Association of Hyperandrogenemic and Metabolic Phenotype with Carotid Intima-Media Thickness in Young Women with Polycystic Ovary Syndrome

Andromachi Vryonidou, Athanasios Papatheodorou, Anna Tavridou, Thomais Terzi, Vasiliki Loi, Ioannis-Anastasios Vatalas, Nikolaos Batakis, Constantinos Phenekos and Amalia Dionyssiou-Asteriou

Department of Clinical Biochemistry (A.V.,A.D.-A.), Athens University Medical School, 11527 Athens, Greece; Departments of Endocrinology, Diabetes, and Metabolism (A.V., T.T., V.L., I.-A.V., C.P.) and Radiology (A.P., N.B.), Red Cross Hospital, 15121 Athens, Greece; and Laboratory of Pharmacology (A.T.), Democritus University of Thrace Medical School, 68100 Alexandroupolis, Greece

Address all correspondence and requests for reprints to: Andromachi Vryonidou, Voriou Hepirou 37, Athens 15235, Greece. E-mail: mahi_vr{at}hotmail.com.

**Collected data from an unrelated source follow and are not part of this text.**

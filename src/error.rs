//! Error types for Bookstash
//!
//! All errors in the application are converted to `AppError`,
//! which implements `IntoResponse` for proper HTTP error responses.

use axum::http::StatusCode;
use axum::response::{IntoResponse, Response};
use thiserror::Error;

/// Application-wide error type
///
/// This enum represents all possible errors that can occur
/// in the application. It implements `IntoResponse` to
/// automatically convert errors to appropriate HTTP responses.
#[derive(Debug, Error)]
pub enum AppError {
    /// Resource not found (404)
    #[error("Resource not found")]
    NotFound,

    /// Authentication required (401)
    #[error("Authentication required")]
    Unauthorized,

    /// No credential state found for the user (401)
    ///
    /// The session cookie may still be valid, but the stored upstream
    /// credentials are gone (expired or deleted). The user must sign
    /// in again.
    #[error("Session expired. Please sign in again.")]
    SessionExpired,

    /// Refresh token exchange was rejected (401)
    ///
    /// Not retryable: the refresh token was revoked or expired
    /// upstream and the user must re-authenticate.
    #[error("Token refresh failed: {0}")]
    AuthRefresh(String),

    /// Upstream API throttling (429)
    ///
    /// Progress already persisted in the current run is kept; the
    /// caller may retry after a pause.
    #[error("Rate limited by the X API. Please wait a few minutes and try again.")]
    RateLimited,

    /// Retrieval tier requires a purchase the user has not made (402)
    #[error("No paid batches available. Purchase more to continue.")]
    QuotaExceeded,

    /// Generic non-success response from the upstream API (502)
    #[error("Upstream API error: {0}")]
    Upstream(String),

    /// Upstream response body did not match the expected shape (502)
    #[error("Malformed upstream response: {0}")]
    MalformedResponse(String),

    /// Webhook signature verification failed (401)
    #[error("Invalid signature")]
    InvalidSignature,

    /// Validation error (400)
    #[error("Validation error: {0}")]
    Validation(String),

    /// Database error (500)
    #[error("Database error: {0}")]
    Database(#[from] sqlx::Error),

    /// HTTP client error (502)
    #[error("HTTP client error: {0}")]
    HttpClient(#[from] reqwest::Error),

    /// Configuration error (500)
    #[error("Configuration error: {0}")]
    Config(String),

    /// Internal server error (500)
    #[error("Internal error: {0}")]
    Internal(#[from] anyhow::Error),
}

impl From<config::ConfigError> for AppError {
    fn from(err: config::ConfigError) -> Self {
        AppError::Config(err.to_string())
    }
}

impl IntoResponse for AppError {
    /// Convert error to HTTP response
    ///
    /// Maps each error variant to appropriate HTTP status code
    /// and JSON error body.
    fn into_response(self) -> Response {
        use axum::Json;

        let (status, error_message, error_type) = match &self {
            AppError::NotFound => (StatusCode::NOT_FOUND, self.to_string(), "not_found"),
            AppError::Unauthorized => (StatusCode::UNAUTHORIZED, self.to_string(), "unauthorized"),
            AppError::SessionExpired => {
                (StatusCode::UNAUTHORIZED, self.to_string(), "session_expired")
            }
            AppError::AuthRefresh(_) => (StatusCode::UNAUTHORIZED, self.to_string(), "auth_refresh"),
            AppError::InvalidSignature => (
                StatusCode::UNAUTHORIZED,
                self.to_string(),
                "invalid_signature",
            ),
            AppError::RateLimited => (
                StatusCode::TOO_MANY_REQUESTS,
                self.to_string(),
                "rate_limited",
            ),
            AppError::QuotaExceeded => (
                StatusCode::PAYMENT_REQUIRED,
                self.to_string(),
                "quota_exceeded",
            ),
            AppError::Upstream(msg) => (StatusCode::BAD_GATEWAY, msg.clone(), "upstream"),
            AppError::MalformedResponse(_) => (
                StatusCode::BAD_GATEWAY,
                self.to_string(),
                "malformed_response",
            ),
            AppError::Validation(msg) => (StatusCode::BAD_REQUEST, msg.clone(), "validation"),
            AppError::HttpClient(_) => (StatusCode::BAD_GATEWAY, self.to_string(), "http_client"),
            AppError::Database(_) => (
                StatusCode::INTERNAL_SERVER_ERROR,
                "Database error".to_string(),
                "database",
            ),
            AppError::Config(msg) => (StatusCode::INTERNAL_SERVER_ERROR, msg.clone(), "config"),
            AppError::Internal(_) => (
                StatusCode::INTERNAL_SERVER_ERROR,
                "Internal server error".to_string(),
                "internal",
            ),
        };

        // Record error metric
        use crate::metrics::ERRORS_TOTAL;
        ERRORS_TOTAL.with_label_values(&[error_type]).inc();

        let body = Json(serde_json::json!({
            "error": error_message,
        }));

        (status, body).into_response()
    }
}

/// Result type alias using AppError
pub type Result<T> = std::result::Result<T, AppError>;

Polycystic ovary syndrome (PCOS), a common endocrinopathy of women of reproductive age, is associated with the early appearance of multiple risk factors for cardiovascular disease, such as abdominal obesity, dyslipidemia, and diabetes mellitus. However, premature atherosclerosis of the carotid artery has not yet been demonstrated in young women with PCOS. Measurement of carotid intima-media thickness (IMT) is considered an easy and reliable index of subclinical atherosclerosis, which is predictive of subsequent myocardial infarction and stroke. To evaluate the cardiovascular risk of PCOS and the participation of the hyperandrogenemic and metabolic pattern, we measured carotid IMT by B-mode ultrasound as well as hormonal and several cardiovascular disease-associated parameters in 75 young women with PCOS and 55 healthy, age- and body mass index-matched women. The PCOS women had significantly increased carotid IMT (0.58 vs. 0.47 mm, P < 0.001) and abdominal adiposity; higher levels of androgens, insulin, homeostasis model assessment score of insulin sensitivity, and total and low-density lipoprotein-cholesterol; and significantly lower levels of SHBG and high-density lipoprotein-cholesterol.

In the studied population (n = 130), PCOS status, age, body mass index, and parental history of coronary heart disease were strong positive predictors of carotid IMT, whereas dehydroepiandrosterone sulfate was a strong negative predictor. In PCOS patients lower {Delta}4-androstenedione and high-density lipoprotein-cholesterol levels were additionally strong positive predictors of carotid IMT, whereas in control women only total cholesterol was the additional positive predictor of carotid IMT.

In conclusion, young women with PCOS have an early increase of cardiovascular risk factors and greater carotid IMT, both of which may be responsible for subclinical atherosclerosis. The hyperandrogenemic phenotype of the syndrome may attenuate the consequences of the dysmetabolic phenotype on the vascular wall.